As mesmas mãos me vinham ao rosto por incontáveis noites, ao me
perseguir o pesadelo de não haver morto a avó naquela tarde. Todos os
enunciados em nosso último encontro se cumpriram. O que houve depois
do beijo? Nada. Me fui dali, sem que retornasse um dia. Decerto anda
comigo o cão, ainda que não o veja.
O RIO LOUCO
Os pés do amor. O mordisco de peixes quando os mergulhava no grande
tanque de cimento. A alegria vinha do nada. Erguia a perna e o garoto
dilatava-se seduzido. Atendia ao vem aqui e ela o jogava n’água, para que
sentisse os peixes. Depois trazia-lhe o rosto para o centro de suas pernas. E
entoava um mantra, solene, combinação de trevas desejosas que envolvia a
ambos naquela e em outras manhãs.
O garoto não via graça na vida que não fosse tocá-la. Não tinham mais o
que guardar um do outro. Peixes são línguas são algas são rios loucos
dentro da linguagem. Peixes com pés e um singular sorriso que transborda
vislumbres por toda a carne. A música que ouvia era cantada bem dentro. E
as vozes se multiplicavam. Peixes cantantes. Alguns o mordiam até que
sangrasse.
Umas vozes acendiam restos de vela. O garoto espreitava a mulher de
joelhos reunindo contas no chão. Punha uma venda em si mesma e aquecia
uns dedos no fogo antes de tocar-se em volúpia. Logo ressurgia animada
por enigmática vertigem. Não resistia a seus toques, banhava-se de desejo e
alegria.
Dentro de um peixe o garoto sente-se sufocado, o rio ausente. Espasmos de
memória levam-no de um cesto a outro de imagens. Quer o rio de volta e as
pernas daquela mulher. Assusta-se com o travesseiro roubando-lhe o ar,
debate-se, não crê em seus olhos, a mulher lhe asfixia pesando sobre o
corpo.
Não sou eu, não eras tu, não somos ninguém. O que amamos nos cabe
dentro? O garoto saiu dali com um silêncio a durar-lhe a vida inteira. O que
explica alguém ser vítima quase fatal de algo que desconhece? Como
perder-se a linguagem em algo que não lhe diz respeito? Um verso, uma
fotografia, uma frase à toa, mulher e garoto rebentados, música de silêncio.

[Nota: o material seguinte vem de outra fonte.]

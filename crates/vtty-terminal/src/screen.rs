//! Screen buffer implementation
//!
//! Owns the fixed 2D grid of cells that makes up the terminal display.
//! Coordinates are validated by the caller; an out-of-range row or column
//! here is a bug and panics.

/// A single cell in the terminal
#[derive(Debug, Clone, Copy, PartialEq, Eq)]
pub struct Cell {
    /// The character in this cell
    pub c: char,
}

impl Cell {
    pub const BLANK: Cell = Cell { c: ' ' };

    pub fn new(c: char) -> Self {
        Self { c }
    }

    pub fn is_blank(&self) -> bool {
        *self == Self::BLANK
    }
}

impl Default for Cell {
    fn default() -> Self {
        Self::BLANK
    }
}

impl From<char> for Cell {
    fn from(c: char) -> Self {
        Self { c }
    }
}

/// Grid of cells in row-major order
#[derive(Debug, Clone, PartialEq, Eq)]
pub struct ScreenBuffer {
    width: u16,
    height: u16,
    cells: Vec<Cell>,
}

impl ScreenBuffer {
    /// Create a blank buffer.
    ///
    /// # Panics
    ///
    /// Panics if either dimension is zero.
    pub fn new(width: u16, height: u16) -> Self {
        assert!(
            width > 0 && height > 0,
            "screen buffer dimensions must be positive, got {width}x{height}"
        );

        Self {
            width,
            height,
            cells: vec![Cell::BLANK; (width as usize) * (height as usize)],
        }
    }

    pub fn width(&self) -> u16 {
        self.width
    }

    pub fn height(&self) -> u16 {
        self.height
    }

    /// Get the cell at a position
    ///
    /// # Panics
    ///
    /// Panics if the position is outside the grid.
    pub fn get(&self, row: u16, col: u16) -> Cell {
        self.cells[self.index(row, col)]
    }

    /// Overwrite the cell at a position
    ///
    /// # Panics
    ///
    /// Panics if the position is outside the grid.
    pub fn set(&mut self, row: u16, col: u16, cell: impl Into<Cell>) {
        let index = self.index(row, col);
        self.cells[index] = cell.into();
    }

    /// Cells of one row
    pub fn row(&self, row: u16) -> &[Cell] {
        let start = self.index(row, 0);
        &self.cells[start..start + self.width as usize]
    }

    /// Iterate over rows from top to bottom
    pub fn rows(&self) -> impl Iterator<Item = &[Cell]> + '_ {
        self.cells.chunks_exact(self.width as usize)
    }

    /// Drop the top row and append a blank row at the bottom
    pub fn shift_up(&mut self) {
        let width = self.width as usize;
        self.cells.rotate_left(width);

        let clear_start = self.cells.len() - width;
        self.cells[clear_start..].fill(Cell::BLANK);
    }

    /// Drop the first cell of a row, shift the rest left and blank the last cell
    pub fn shift_row_left(&mut self, row: u16) {
        let start = self.index(row, 0);
        let end = start + self.width as usize;
        self.cells[start..end].rotate_left(1);
        self.cells[end - 1] = Cell::BLANK;
    }

    /// Blank a whole row
    pub fn clear_row(&mut self, row: u16) {
        let start = self.index(row, 0);
        self.cells[start..start + self.width as usize].fill(Cell::BLANK);
    }

    /// Blank a row from `col` to the end of the row
    pub fn clear_row_from(&mut self, row: u16, col: u16) {
        let start = self.index(row, col);
        let end = self.index(row, 0) + self.width as usize;
        self.cells[start..end].fill(Cell::BLANK);
    }

    /// Blank a row from its start up to and including `col`
    pub fn clear_row_to(&mut self, row: u16, col: u16) {
        let start = self.index(row, 0);
        let end = self.index(row, col);
        self.cells[start..=end].fill(Cell::BLANK);
    }

    /// Blank every cell from the position to the end of the screen
    pub fn clear_from(&mut self, row: u16, col: u16) {
        let start = self.index(row, col);
        self.cells[start..].fill(Cell::BLANK);
    }

    /// Blank every cell from the start of the screen up to, but not
    /// including, the position
    pub fn clear_to(&mut self, row: u16, col: u16) {
        let end = self.index(row, col);
        self.cells[..end].fill(Cell::BLANK);
    }

    /// Blank the whole grid
    pub fn clear_all(&mut self) {
        self.cells.fill(Cell::BLANK);
    }

    fn index(&self, row: u16, col: u16) -> usize {
        assert!(
            row < self.height && col < self.width,
            "cell ({row}, {col}) outside {}x{} grid",
            self.width,
            self.height
        );
        (row as usize) * (self.width as usize) + (col as usize)
    }
}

Improviso um adiamento da morte. Uns dias a mais enquanto me escuto
acerca de deslizes e crendices. A volúpia despertada pelas inúmeras que
me parecia ser aquela primeira mulher, variação abissal de vozes que
jorrava daqueles lábios e contagiava-lhe os gestos, pânico me rasgando a
inocência. Não era ele, era eu. Ainda hoje mal suporto o lance de imagens
da memória. Em um momento me tinha dentro dela e logo asfixiado por
um travesseiro. De uma morte a outra, a linguagem perdendo referência.

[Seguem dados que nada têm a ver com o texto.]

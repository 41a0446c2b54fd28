//! Cursor position tracking
//!
//! The cursor always stays inside the grid it was created for. Moves that
//! would leave the grid are clamped, and moves past the bottom edge are
//! reported to the caller as scroll requests instead of growing the grid.

/// Cursor position within a `width` x `height` grid (0-based)
#[derive(Debug, Clone, Copy, PartialEq, Eq)]
pub struct Cursor {
    row: u16,
    col: u16,
    width: u16,
    height: u16,

    /// Set after a character lands in the last column. The wrap to the next
    /// line happens only when another printable character arrives.
    wrap_pending: bool,
}

impl Cursor {
    pub fn new(width: u16, height: u16) -> Self {
        debug_assert!(width > 0 && height > 0);
        Self {
            row: 0,
            col: 0,
            width,
            height,
            wrap_pending: false,
        }
    }

    /// Current `(row, col)`
    pub fn position(&self) -> (u16, u16) {
        (self.row, self.col)
    }

    pub fn row(&self) -> u16 {
        self.row
    }

    pub fn col(&self) -> u16 {
        self.col
    }

    pub fn wrap_pending(&self) -> bool {
        self.wrap_pending
    }

    /// Move right after writing a character.
    ///
    /// In the last column the cursor stays put and a wrap becomes pending.
    pub fn advance(&mut self) {
        if self.col + 1 >= self.width {
            self.wrap_pending = true;
        } else {
            self.col += 1;
        }
    }

    /// Consume a pending wrap, returning whether one was pending
    pub fn take_wrap(&mut self) -> bool {
        std::mem::take(&mut self.wrap_pending)
    }

    /// Move to column 0 of the next row.
    ///
    /// Returns `true` when the cursor was already on the last row; the
    /// caller must scroll the buffer. The row stays clamped to the grid.
    pub fn newline(&mut self) -> bool {
        self.wrap_pending = false;
        self.col = 0;
        if self.row + 1 >= self.height {
            true
        } else {
            self.row += 1;
            false
        }
    }

    pub fn carriage_return(&mut self) {
        self.wrap_pending = false;
        self.col = 0;
    }

    /// Move one column left, stopping at column 0
    pub fn backspace(&mut self) {
        self.wrap_pending = false;
        self.col = self.col.saturating_sub(1);
    }

    /// Move to the next tab stop, stopping at the last column
    pub fn tab(&mut self, tab_width: u16) {
        self.wrap_pending = false;
        let next = (self.col / tab_width + 1).saturating_mul(tab_width);
        self.col = next.min(self.width - 1);
    }

    pub fn move_to(&mut self, row: u16, col: u16) {
        self.wrap_pending = false;
        self.row = row.min(self.height - 1);
        self.col = col.min(self.width - 1);
    }

    pub fn set_row(&mut self, row: u16) {
        self.move_to(row, self.col);
    }

    pub fn set_col(&mut self, col: u16) {
        self.move_to(self.row, col);
    }

    pub fn move_up(&mut self, n: u16) {
        self.move_to(self.row.saturating_sub(n), self.col);
    }

    pub fn move_down(&mut self, n: u16) {
        self.move_to(self.row.saturating_add(n), self.col);
    }

    pub fn move_forward(&mut self, n: u16) {
        self.move_to(self.row, self.col.saturating_add(n));
    }

    pub fn move_back(&mut self, n: u16) {
        self.move_to(self.row, self.col.saturating_sub(n));
    }
}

Não sei o que houve com ela. O que é feito de protagonistas de incontáveis
circunstâncias que nos marcam a vida inteira? Seu fantasma está comigo.
Não sei, não sei, de fato, o que houve com ela.
JOVENS RUÍNAS E TRÉGUA NENHUMA
Nada. Nada se move. O garoto abria páginas e páginas de todos aqueles
livros na biblioteca do pai. Tudo lhe parecia um simulacro, um baile de
falsificadores. Ulisses algum voltou para casa. Lâmpadas, moedas,
revelações, pesagem de almas, nada, absolutamente. A parede não se abria
mais. Mudava os móveis de lugar, evocava espíritos, improvisava mandalas
na tábua corrida. Nada. Nem mesmo queimando alguns raros exemplares
em sacrifício. Inclinou-se diante de tudo aquilo em que acreditava. Nada.
Espinhos, vislumbres, sepulcros, eclipses, nada se move. O garoto sentia-se
preso a metade de sua vida. Acender velas, cumprir anos, tudo perdera
significado, desde aquela manhã em que os livros simplesmente se foram.
O equilíbrio é também a medida do perdido.